:: What you have to do ::
Go through the entries below from the first line and transcribe each one exactly, ending with the line that contains "logs, presence), the".

**** Material shown

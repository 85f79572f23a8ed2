//! Shared application state and the chat data model.
//!
//! DESIGN
//! ======
//! `AppState` is injected into Axum handlers via the `State` extractor.
//! It owns the chat store (directory, message logs, presence), the
//! registry of connected websocket clients, and the injected background
//! services. Nothing here is process-global: tests build as many
//! independent states as they like.

use std::collections::{BTreeSet, HashMap, HashSet};
use std::sync::Arc;

use serde::{Deserialize, Serialize};
use tokio::sync::{RwLock, mpsc};
use uuid::Uuid;

use crate::config::ServerConfig;
use crate::frame::Frame;
use crate::rate_limit::RateLimiter;
use crate::services::analytics::Analytics;
use crate::services::auto_reply::AutoReplier;

// =============================================================================
// ENUMS
// =============================================================================

#[derive(Debug, Clone, Copy, PartialEq, Eq, Hash, Serialize, Deserialize)]
#[serde(rename_all = "lowercase")]
pub enum ChatStatus {
    Active,
    Waiting,
    Closed,
}

impl ChatStatus {
    #[must_use]
    pub fn as_str(self) -> &'static str {
        match self {
            Self::Active => "active",
            Self::Waiting => "waiting",
            Self::Closed => "closed",
        }
    }

    #[must_use]
    pub fn parse(raw: &str) -> Option<Self> {
        match raw {
            "active" => Some(Self::Active),
            "waiting" => Some(Self::Waiting),
            "closed" => Some(Self::Closed),
            _ => None,
        }
    }
}

#[derive(Debug, Clone, Copy, PartialEq, Eq, Hash, Default, Serialize, Deserialize)]
#[serde(rename_all = "lowercase")]
pub enum ChatPriority {
    Low,
    #[default]
    Medium,
    High,
}

/// Which side of the conversation a participant is on.
#[derive(Debug, Clone, Copy, PartialEq, Eq, Hash, Serialize, Deserialize)]
#[serde(rename_all = "lowercase")]
pub enum SenderType {
    User,
    Admin,
}

impl SenderType {
    /// The party on the receiving end of a message sent by `self`.
    #[must_use]
    pub fn recipient(self) -> Self {
        match self {
            Self::User => Self::Admin,
            Self::Admin => Self::User,
        }
    }

    #[must_use]
    pub fn as_str(self) -> &'static str {
        match self {
            Self::User => "user",
            Self::Admin => "admin",
        }
    }
}

#[derive(Debug, Clone, Copy, PartialEq, Eq, Default, Serialize, Deserialize)]
#[serde(rename_all = "lowercase")]
pub enum MessageKind {
    #[default]
    Text,
    Image,
    File,
}

#[derive(Debug, Clone, Copy, PartialEq, Eq, Default, Serialize, Deserialize)]
#[serde(rename_all = "lowercase")]
pub enum MessageStatus {
    #[default]
    Sent,
    Delivered,
    Read,
}

// =============================================================================
// MESSAGE
// =============================================================================

/// One chat message. Immutable once appended to a chat log.
#[derive(Debug, Clone, PartialEq, Serialize, Deserialize)]
pub struct Message {
    pub id: Uuid,
    pub chat_id: Uuid,
    pub sender_id: String,
    pub sender_name: String,
    pub sender_type: SenderType,
    pub content: String,
    #[serde(rename = "type")]
    pub kind: MessageKind,
    pub status: MessageStatus,
    #[serde(default, skip_serializing_if = "Option::is_none")]
    pub file_url: Option<String>,
    #[serde(default, skip_serializing_if = "Option::is_none")]
    pub file_name: Option<String>,
    /// Milliseconds since Unix epoch.
    pub timestamp: i64,
}

/// Caller-supplied fields for a new message. Id, status and timestamp are
/// assigned by the message store.
#[derive(Debug, Clone, Deserialize)]
pub struct NewMessage {
    pub chat_id: Uuid,
    pub sender_id: String,
    pub sender_name: String,
    pub sender_type: SenderType,
    #[serde(default)]
    pub content: String,
    #[serde(default, rename = "type")]
    pub kind: MessageKind,
    #[serde(default)]
    pub file_url: Option<String>,
    #[serde(default)]
    pub file_name: Option<String>,
}

// =============================================================================
// CHAT
// =============================================================================

/// One support conversation between a customer and the support team.
#[derive(Debug, Clone, PartialEq, Serialize, Deserialize)]
pub struct Chat {
    pub id: Uuid,
    pub user_id: String,
    pub user_name: String,
    pub user_email: String,
    pub status: ChatStatus,
    pub priority: ChatPriority,
    /// Customer messages support has not read yet.
    pub unread_count: u32,
    /// Support messages the customer has not read yet.
    pub user_unread_count: u32,
    pub last_message: Option<Message>,
    pub created_at: i64,
    pub updated_at: i64,
    pub tags: BTreeSet<String>,
}

impl Chat {
    /// Unread counter belonging to `reader`.
    #[must_use]
    pub fn unread_for(&self, reader: SenderType) -> u32 {
        match reader {
            SenderType::Admin => self.unread_count,
            SenderType::User => self.user_unread_count,
        }
    }
}

/// Caller-supplied fields for a new chat.
#[derive(Debug, Clone, Default, Deserialize)]
pub struct NewChat {
    pub user_id: String,
    #[serde(default)]
    pub user_name: String,
    #[serde(default)]
    pub user_email: String,
    #[serde(default)]
    pub status: Option<ChatStatus>,
    #[serde(default)]
    pub priority: Option<ChatPriority>,
    #[serde(default)]
    pub tags: BTreeSet<String>,
}

impl NewChat {
    #[must_use]
    pub fn for_user(user_id: impl Into<String>) -> Self {
        Self { user_id: user_id.into(), ..Self::default() }
    }
}

/// Shallow patch applied by `update_chat`. Absent fields are left as-is.
/// Unread counters are not patchable.
#[derive(Debug, Clone, Default, Deserialize)]
pub struct ChatPatch {
    #[serde(default)]
    pub user_name: Option<String>,
    #[serde(default)]
    pub user_email: Option<String>,
    #[serde(default)]
    pub status: Option<ChatStatus>,
    #[serde(default)]
    pub priority: Option<ChatPriority>,
    #[serde(default)]
    pub tags: Option<BTreeSet<String>>,
}

// =============================================================================
// CHAT STORE
// =============================================================================

/// In-memory chat state. Lives for the process lifetime; nothing persists.
#[derive(Debug, Default)]
pub struct ChatStore {
    /// Chat directory keyed by chat ID.
    pub chats: HashMap<Uuid, Chat>,
    /// Append-only message logs keyed by chat ID.
    pub messages: HashMap<Uuid, Vec<Message>>,
    /// User IDs currently online.
    pub online: HashSet<String>,
    /// Chat IDs with a typing indicator raised.
    pub typing: HashSet<Uuid>,
}

impl ChatStore {
    #[must_use]
    pub fn new() -> Self {
        Self::default()
    }
}

// =============================================================================
// CONNECTED CLIENTS
// =============================================================================

/// One live websocket connection.
#[derive(Debug, Clone)]
pub struct ConnectedClient {
    pub user_id: String,
    pub user_name: String,
    pub role: SenderType,
    pub tx: mpsc::Sender<Frame>,
}

// =============================================================================
// APP STATE
// =============================================================================

/// Shared application state, injected into Axum handlers via State extractor.
/// Clone is required by Axum; all inner fields are Arc-wrapped or Clone.
#[derive(Clone)]
pub struct AppState {
    pub config: Arc<ServerConfig>,
    pub store: Arc<RwLock<ChatStore>>,
    /// Connected websocket clients keyed by `client_id`.
    pub clients: Arc<RwLock<HashMap<Uuid, ConnectedClient>>>,
    /// Sliding-window limiter for message sends.
    pub rate_limiter: RateLimiter,
    pub analytics: Analytics,
    pub auto_reply: AutoReplier,
}

impl AppState {
    #[must_use]
    pub fn new(config: ServerConfig, rate_limiter: RateLimiter) -> Self {
        let analytics = Analytics::new(config.analytics.max_queue);
        let auto_reply = AutoReplier::new(config.auto_reply.clone());
        Self {
            config: Arc::new(config),
            store: Arc::new(RwLock::new(ChatStore::new())),
            clients: Arc::new(RwLock::new(HashMap::new())),
            rate_limiter,
            analytics,
            auto_reply,
        }
    }
}

// =============================================================================
// TEST HELPERS
// =============================================================================

#[cfg(test)]
pub mod test_helpers {
    use super::*;
    use crate::config::{AnalyticsConfig, AutoReplyConfig};
    use crate::rate_limit::RateLimitConfig;

    pub const TEST_ADMIN_TOKEN: &str = "test-admin-token";

    /// Config with a fixed admin token and auto reply disabled.
    #[must_use]
    pub fn test_config() -> ServerConfig {
        ServerConfig {
            port: 0,
            admin_token: TEST_ADMIN_TOKEN.into(),
            admin_token_generated: false,
            client_channel_capacity: 64,
            auto_reply: AutoReplyConfig::default(),
            analytics: AnalyticsConfig::default(),
        }
    }

    /// Create a test `AppState` with generous rate limits.
    #[must_use]
    pub fn test_app_state() -> AppState {
        AppState::new(test_config(), RateLimiter::with_config(RateLimitConfig::default()))
    }

    /// Create a test `AppState` with the given auto reply settings.
    #[must_use]
    pub fn test_app_state_with_auto_reply(auto_reply: AutoReplyConfig) -> AppState {
        let config = ServerConfig { auto_reply, ..test_config() };
        AppState::new(config, RateLimiter::with_config(RateLimitConfig::default()))
    }

    /// Seed a chat for `user_id` directly into the store and return its ID.
    pub async fn seed_chat(state: &AppState, user_id: &str) -> Uuid {
        let chat = dummy_chat(user_id);
        let id = chat.id;
        let mut store = state.store.write().await;
        store.chats.insert(id, chat);
        id
    }

    /// Create a dummy `Chat` for testing.
    #[must_use]
    pub fn dummy_chat(user_id: &str) -> Chat {
        Chat {
            id: Uuid::new_v4(),
            user_id: user_id.into(),
            user_name: format!("{user_id} name"),
            user_email: format!("{user_id}@example.com"),
            status: ChatStatus::Waiting,
            priority: ChatPriority::Medium,
            unread_count: 0,
            user_unread_count: 0,
            last_message: None,
            created_at: 1,
            updated_at: 1,
            tags: BTreeSet::new(),
        }
    }

    /// A text message from the customer side.
    #[must_use]
    pub fn user_text(chat_id: Uuid, user_id: &str, content: &str) -> NewMessage {
        NewMessage {
            chat_id,
            sender_id: user_id.into(),
            sender_name: format!("{user_id} name"),
            sender_type: SenderType::User,
            content: content.into(),
            kind: MessageKind::Text,
            file_url: None,
            file_name: None,
        }
    }

    /// A text message from the support side.
    #[must_use]
    pub fn admin_text(chat_id: Uuid, admin_id: &str, content: &str) -> NewMessage {
        NewMessage {
            sender_id: admin_id.into(),
            sender_name: "Support".into(),
            sender_type: SenderType::Admin,
            ..user_text(chat_id, admin_id, content)
        }
    }
}

#[cfg(test)]
#[path = "state_test.rs"]
mod tests;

********

:: Answer to the problem ::
repository 85f79572f23a8ed2
//! Shared application state and the chat data model.
//!
//! DESIGN
//! ======
//! `AppState` is injected into Axum handlers via the `State` extractor.
//! It owns the chat store (directory, message logs, presence), the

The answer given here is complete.